TRY IT: From the first line to the last, return the data exactly as it stands.
=-=-=-=-=
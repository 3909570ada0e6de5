//! Ilia Portal web server library.
//!
//! Login, profile self-service and the access-gated admin console, served
//! over a backend-as-a-service collaborator. Exposed as a library so the
//! integration tests can drive the full router against the in-memory backend.
//!
//! # Security
//!
//! The backend enforces every access rule. The console's own role check
//! only decides what to render.

#![cfg_attr(not(test), forbid(unsafe_code))]

pub mod baas;
pub mod config;
pub mod console;
pub mod error;
pub mod filters;
pub mod middleware;
pub mod models;
pub mod routes;
pub mod services;
pub mod state;

use axum::{Router, routing::get};
use tower_http::trace::{DefaultOnResponse, OnResponse, TraceLayer};
use tracing::Span;

use middleware::{create_session_layer, security_headers_middleware};
use state::AppState;

/// Build the portal router with sessions, security headers and request
/// tracing applied.
pub fn app(state: AppState) -> Router {
    let session_layer = create_session_layer(state.config());

    Router::new()
        .route("/health", get(health))
        .merge(routes::routes())
        .layer(axum::middleware::from_fn(security_headers_middleware))
        .layer(session_layer)
        .layer(
            TraceLayer::new_for_http()
                .make_span_with(|request: &axum::http::Request<_>| {
                    tracing::info_span!(
                        "http_request",
                        method = %request.method(),
                        uri = %request.uri(),
                        status = tracing::field::Empty,
                        latency_ms = tracing::field::Empty,
                    )
                })
                .on_response(
                    |response: &axum::http::Response<_>,
                     latency: std::time::Duration,
                     span: &Span| {
                        span.record("status", response.status().as_u16());
                        span.record(
                            "latency_ms",
                            u64::try_from(latency.as_millis()).unwrap_or(u64::MAX),
                        );
                        DefaultOnResponse::default().on_response(response, latency, span);
                    },
                ),
        )
        .with_state(state)
}

/// Liveness health check endpoint.
async fn health() -> &'static str {
    "ok"
}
=-=-=-=-=
TASK OUTPUT:
repository 3909570ada0e6de5
//! Ilia Portal web server library.
//!
//! Login, profile self-service and the access-gated admin console, served
//! over a backend-as-a-service collaborator. Exposed as a library so the
//! integration tests can drive the full router against the in-memory backend.
//!
//! # Security
//!
//! The backend enforces every access rule. The console's own role check
//! only decides what to render.

#![cfg_attr(not(test), forbid(unsafe_code))]

pub mod baas;
pub mod config;
pub mod console;
pub mod error;
pub mod filters;
pub mod middleware;
pub mod models;
pub mod routes;
pub mod services;
pub mod state;

use axum::{Router, routing::get};
use tower_http::trace::{DefaultOnResponse, OnResponse, TraceLayer};
use tracing::Span;

use middleware::{create_session_layer, security_headers_middleware};
use state::AppState;

/// Build the portal router with sessions, security headers and request
/// tracing applied.
pub fn app(state: AppState) -> Router {
    let session_layer = create_session_layer(state.config());

    Router::new()
        .route("/health", get(health))
        .merge(routes::routes())
        .layer(axum::middleware::from_fn(security_headers_middleware))
        .layer(session_layer)
        .layer(
            TraceLayer::new_for_http()
                .make_span_with(|request: &axum::http::Request<_>| {
                    tracing::info_span!(
                        "http_request",
                        method = %request.method(),
                        uri = %request.uri(),
                        status = tracing::field::Empty,
                        latency_ms = tracing::field::Empty,
                    )
                })
                .on_response(
                    |response: &axum::http::Response<_>,
                     latency: std::time::Duration,
                     span: &Span| {
                        span.record("status", response.status().as_u16());
                        span.record(
                            "latency_ms",
                            u64::try_from(latency.as_millis()).unwrap_or(u64::MAX),
                        );
                        DefaultOnResponse::default().on_response(response, latency, span);
                    },
                ),
        )
        .with_state(state)
}

/// Liveness health check endpoint.
async fn health() -> &'static str {
    "ok"
}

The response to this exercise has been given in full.